Combining biologics is another question entirely. I don’t know that you need to do it very often because with IL-17 [interleukin-17] and IL-23 blockade and some of the better TNF[tumor necrosis factor] inhibitors, I have 9 out of 10 patients who are getting fabulous responses with monotherapy. It would be an unusual patient who needed to get 2 biologics at once. But I have them, and they’re suffering horribly, and when I need to, yes, I’ll give 2 biologics at one time if I can get it approved or covered in some way. So far it seems safe, but the numbers of patients are so small that I wouldn’t put a whole lot of confidence in my understanding of their safety.
Anthony M. Turkiewicz, MD: If you were to ask the rheumatology community, I don’t want to speak for our other 2 panelists, but the answer to that question, specifically the word biologics, the answer is no. In rheumatology we learned a lesson with our trials, this was years ago combining 2 different mechanisms. Again, we can’t compare that experience to PsA, but increased risk of infection, much less the ability to get it covered, led us to not combining biologics. The question could be asked, could phosphodiesterase, which is not a biologic, it’s a small molecule, be combined with an IL-17? I’m often asked that, and I’m really amazed at kind of the diverse answers I get.

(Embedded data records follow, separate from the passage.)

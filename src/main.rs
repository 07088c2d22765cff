mod assistant;
mod config;
mod dataset;
mod market;
mod model;
mod normalizer;
mod parser;
mod reference;
mod server;
mod utils;

use assistant::{ChatRelay, GeminiAssistant};
use config::{AppConfig, apply_env_overrides, load_config};
use dataset::{DataGovFetcher, DatasetSource};
use market::PriceQuery;
use model::DatasetQuery;
use server::{AppState, run_server};
use std::sync::Arc;
use tracing::{error, info, warn};
use tracing_subscriber::EnvFilter;

#[tokio::main]
async fn main() {
    dotenvy::dotenv().ok();

    // Initialize logging
    tracing_subscriber::fmt()
        .with_env_filter(EnvFilter::try_from_default_env().unwrap_or_else(|_| EnvFilter::new("info")))
        .init();

    // Set panic hook to log details about any panic
    std::panic::set_hook(Box::new(|panic_info| {
        error!("😱 Panic occurred: {}", panic_info);
    }));

    // Load configuration from file, then let the environment override it
    let config: AppConfig = match load_config("config.json") {
        Ok(cfg) => apply_env_overrides(cfg, |key| std::env::var(key).ok()),
        Err(e) => {
            error!("Config load error: {}", e);
            return;
        }
    };

    let price_query = build_price_query(&config);

    let assistant: Arc<dyn ChatRelay> = match GeminiAssistant::new(&config.assistant) {
        Ok(a) => {
            if a.api_key.is_none() {
                warn!("GOOGLE_API_KEY not set, advice requests will be answered with a notice");
            }
            Arc::new(a)
        }
        Err(e) => {
            error!("Failed to initialize assistant client: {}", e);
            return;
        }
    };

    let state = Arc::new(AppState {
        price_query,
        assistant,
    });

    info!("Starting server on {}", config.bind_addr);
    if let Err(e) = run_server(&config.bind_addr, state).await {
        error!("Server error: {}", e);
    }
}

/// Builds the live price lookup, or `None` when the dataset is not configured.
fn build_price_query(config: &AppConfig) -> Option<Arc<PriceQuery>> {
    let fetcher = match DataGovFetcher::new(&config.dataset) {
        Ok(f) => f,
        Err(e) => {
            warn!("Market price lookup disabled: {}", e);
            return None;
        }
    };
    info!("Market prices from dataset {}", fetcher.source_id());

    let query = DatasetQuery {
        limit: config.dataset.limit,
        sort_field: config.dataset.sort_field.clone(),
    };
    Some(Arc::new(PriceQuery::new(
        Arc::new(fetcher),
        config.fields.clone(),
        query,
    )))
}
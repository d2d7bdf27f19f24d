//! Client verification key records (Ed25519 JWKs).

// crates.io
use base64::{Engine as _, engine::general_purpose::URL_SAFE_NO_PAD};
use ed25519_dalek::{PUBLIC_KEY_LENGTH, VerifyingKey};
use sha2::{Digest, Sha256};
// self
use crate::_prelude::*;

/// Errors raised while interpreting a client key.
#[derive(Clone, Debug, PartialEq, Eq, Serialize, Deserialize, ThisError)]
pub enum KeyError {
	/// Only `OKP`/`Ed25519` keys are supported.
	#[error("Unsupported key type {kty}/{crv}; only OKP/Ed25519 keys are accepted.")]
	UnsupportedKeyType {
		/// Presented `kty` value.
		kty: String,
		/// Presented `crv` value.
		crv: String,
	},
	/// The `x` coordinate is not valid base64url.
	#[error("Public key coordinate is not valid base64url.")]
	MalformedCoordinate,
	/// The decoded key bytes do not form a valid Ed25519 point.
	#[error("Public key bytes do not form a valid Ed25519 key.")]
	InvalidKeyBytes,
}

/// Public verification key owned by exactly one client, used solely for signature
/// verification and never for authorization decisions.
#[derive(Clone, Debug, PartialEq, Eq, Serialize, Deserialize)]
pub struct Jwk {
	/// Key type; always `OKP` for supported keys.
	pub kty: String,
	/// Curve; always `Ed25519` for supported keys.
	pub crv: String,
	/// Key identifier referenced by signature `keyid` parameters.
	pub kid: String,
	/// Base64url-encoded public key bytes.
	pub x: String,
}
impl Jwk {
	/// Builds an Ed25519 JWK from a key id and base64url-encoded public key.
	pub fn ed25519(kid: impl Into<String>, x: impl Into<String>) -> Self {
		Self { kty: "OKP".into(), crv: "Ed25519".into(), kid: kid.into(), x: x.into() }
	}

	/// Decodes the JWK into a dalek verifying key.
	pub fn verifying_key(&self) -> Result<VerifyingKey, KeyError> {
		if self.kty != "OKP" || self.crv != "Ed25519" {
			return Err(KeyError::UnsupportedKeyType {
				kty: self.kty.clone(),
				crv: self.crv.clone(),
			});
		}

		let bytes = URL_SAFE_NO_PAD.decode(&self.x).map_err(|_| KeyError::MalformedCoordinate)?;
		let bytes: [u8; PUBLIC_KEY_LENGTH] =
			bytes.try_into().map_err(|_| KeyError::InvalidKeyBytes)?;

		VerifyingKey::from_bytes(&bytes).map_err(|_| KeyError::InvalidKeyBytes)
	}

	/// RFC 7638 thumbprint over the canonical `{"crv","kty","x"}` form, used as the
	/// client identifier minted by trust-on-first-use registration.
	pub fn thumbprint(&self) -> String {
		let canonical = format!(
			"{{\"crv\":\"{}\",\"kty\":\"{}\",\"x\":\"{}\"}}",
			self.crv, self.kty, self.x
		);

		URL_SAFE_NO_PAD.encode(Sha256::digest(canonical.as_bytes()))
	}
}
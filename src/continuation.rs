//! Continuation credential rotation and request pacing.
//!
//! Every response that offers continuation rotates the grant's continuation secret and
//! stamps the pacing anchor; a continuation call arriving before the advertised wait has
//! elapsed is rejected without touching the grant.

// self
use crate::{_prelude::*, model::{Grant, Secret}};

/// Rotates the continuation secret and stamps the pacing anchor.
///
/// The outgoing secret stops resolving the moment the rotated grant commits, so at most
/// one caller can ever redeem a given secret.
pub fn rotate(grant: &mut Grant, now: OffsetDateTime) {
	grant.continuation = Secret::random(32);
	grant.last_continued_at = Some(now);
	grant.updated_at = now;
}

/// Enforces the advertised wait between continuation calls.
///
/// The anchor is the instant of the last continuation offer; the returned wait is the
/// number of whole seconds the caller still has to sit out, never zero.
pub fn check_pace(grant: &Grant, now: OffsetDateTime) -> Result<()> {
	let Some(last) = grant.last_continued_at else {
		return Ok(());
	};
	let earliest = last + grant.wait;

	if now < earliest {
		let remaining = (earliest - now).whole_seconds().max(1) as u64;

		return Err(Error::TooFast { wait: remaining });
	}

	Ok(())
}
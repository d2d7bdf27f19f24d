// self
use crate::{_prelude::*, obs::OpKind};

/// Type alias that resolves to an instrumented future when tracing is enabled.
#[cfg(feature = "tracing")]
pub type InstrumentedOp<F> = tracing::instrument::Instrumented<F>;
/// Passthrough future type when tracing is disabled.
#[cfg(not(feature = "tracing"))]
pub type InstrumentedOp<F> = F;

/// A span builder used by engine operations.
#[derive(Clone, Debug)]
pub struct OpSpan {
	#[cfg(feature = "tracing")]
	span: tracing::Span,
}
impl OpSpan {
	/// Creates a new span tagged with the provided operation kind + stage.
	pub fn new(kind: OpKind, stage: &'static str) -> Self {
		#[cfg(feature = "tracing")]
		{
			let span = tracing::info_span!("gnap_engine.op", op = kind.as_str(), stage);

			Self { span }
		}
		#[cfg(not(feature = "tracing"))]
		{
			let _ = (kind, stage);

			Self {}
		}
	}

	/// Enters the span for synchronous sections.
	pub fn entered(self) -> OpSpanGuard {
		#[cfg(feature = "tracing")]
		{
			OpSpanGuard { guard: self.span.entered() }
		}
		#[cfg(not(feature = "tracing"))]
		{
			let _ = self;

			OpSpanGuard {}
		}
	}

	/// Instruments an async block without holding a guard across `.await` points.
	pub fn instrument<Fut>(&self, fut: Fut) -> InstrumentedOp<Fut>
	where
		Fut: Future,
	{
		#[cfg(feature = "tracing")]
		{
			use tracing::Instrument;

			fut.instrument(self.span.clone())
		}
		#[cfg(not(feature = "tracing"))]
		{
			fut
		}
	}
}

/// RAII guard returned by [`OpSpan::entered`].
pub struct OpSpanGuard {
	#[cfg(feature = "tracing")]
	#[allow(dead_code)]
	guard: tracing::span::EnteredSpan,
}
impl Debug for OpSpanGuard {
	fn fmt(&self, f: &mut Formatter) -> FmtResult {
		f.write_str("OpSpanGuard(..)")
	}
}
//! Redacted secret wrapper and opaque random string generation.

// crates.io
use rand::RngCore;
// self
use crate::_prelude::*;

/// Redacted wrapper for continuation secrets and token values, keeping sensitive
/// material out of logs.
#[derive(Clone, PartialEq, Eq, Serialize, Deserialize)]
pub struct Secret(String);
impl Secret {
	/// Wraps an existing secret string.
	pub fn new(value: impl Into<String>) -> Self {
		Self(value.into())
	}

	/// Generates a fresh high-entropy secret of `len` hex characters.
	pub fn random(len: usize) -> Self {
		Self(random_hex(len))
	}

	/// Returns the inner value. Callers must avoid logging this string.
	pub fn expose(&self) -> &str {
		&self.0
	}
}
impl AsRef<str> for Secret {
	fn as_ref(&self) -> &str {
		self.expose()
	}
}
impl Debug for Secret {
	fn fmt(&self, f: &mut Formatter) -> FmtResult {
		f.debug_tuple("Secret").field(&"<redacted>").finish()
	}
}
impl Display for Secret {
	fn fmt(&self, f: &mut Formatter) -> FmtResult {
		f.write_str("<redacted>")
	}
}

/// Uppercase hex string drawn from the OS entropy source.
pub(crate) fn random_hex(len: usize) -> String {
	let mut bytes = vec![0_u8; len.div_ceil(2)];

	rand::rng().fill_bytes(&mut bytes);

	let mut out = String::with_capacity(bytes.len() * 2);

	for byte in &bytes {
		out.push(char::from_digit((byte >> 4) as u32, 16).unwrap_or('0').to_ascii_uppercase());
		out.push(char::from_digit((byte & 0xF) as u32, 16).unwrap_or('0').to_ascii_uppercase());
	}

	out.truncate(len);

	out
}
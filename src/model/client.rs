//! Registered client instance records.

// self
use crate::{
	_prelude::*,
	model::{Jwk, id::ClientId},
};

/// Human-facing client metadata supplied at registration.
#[derive(Clone, Debug, Default, PartialEq, Eq, Serialize, Deserialize)]
pub struct ClientDisplay {
	/// Display name shown during interaction.
	#[serde(skip_serializing_if = "Option::is_none")]
	pub name: Option<String>,
	/// Origin URL of the client instance.
	#[serde(skip_serializing_if = "Option::is_none")]
	pub uri: Option<Url>,
}

/// A client instance known to the authorization server, owning its verification keys.
#[derive(Clone, Debug, PartialEq, Eq, Serialize, Deserialize)]
pub struct Client {
	/// Client identifier (pre-registered or a JWK thumbprint minted on first use).
	pub id: ClientId,
	/// Display metadata, if supplied.
	pub display: Option<ClientDisplay>,
	/// Verification key set; keys are owned exclusively by this client.
	pub keys: Vec<Jwk>,
	/// Registration instant.
	pub registered_at: OffsetDateTime,
}
impl Client {
	/// Creates a client record owning the provided keys.
	pub fn new(id: ClientId, keys: Vec<Jwk>) -> Self {
		Self { id, display: None, keys, registered_at: OffsetDateTime::now_utc() }
	}

	/// Attaches display metadata.
	pub fn with_display(mut self, display: ClientDisplay) -> Self {
		self.display = Some(display);

		self
	}

	/// Looks up a verification key by its `kid`.
	pub fn key(&self, kid: &str) -> Option<&Jwk> {
		self.keys.iter().find(|key| key.kid == kid)
	}
}

#[cfg(test)]
mod tests {
	// self
	use super::*;

	#[test]
	fn key_lookup_matches_kid_exactly() {
		let client = Client::new(
			ClientId::new("client-1").expect("Client fixture should be valid."),
			vec![Jwk::ed25519("key-a", "AA"), Jwk::ed25519("key-b", "BB")],
		);

		assert_eq!(client.key("key-b").map(|k| k.x.as_str()), Some("BB"));
		assert!(client.key("key-c").is_none());
		assert!(client.key("KEY-A").is_none());
	}
}
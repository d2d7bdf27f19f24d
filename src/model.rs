//! Plain data records for the grant negotiation domain.

pub mod access;
pub mod client;
pub mod grant;
pub mod id;
pub mod interaction;
pub mod key;
pub mod secret;
pub mod token;

pub use access::*;
pub use client::*;
pub use grant::*;
pub use id::*;
pub use interaction::*;
pub use key::*;
pub use secret::*;
pub use token::*;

I put it back into the audience and ask them, are you doing it? I personally do not, not just because of the prohibitive cost, but I would want to see data on that. What’s the safety with phosphodiesterase? But with regard to the effectiveness of doing so and seeing a trial with those two, I’m not a big fan of combining. Plus we have so many available MOAs now that hopefully we can find 1 and only 1 that will be healthy for our patients. Again, I don’t want to speak for all rheumatologists, but with regard to the word biologics, very rarely do I think we’d see that in a rheumatology community.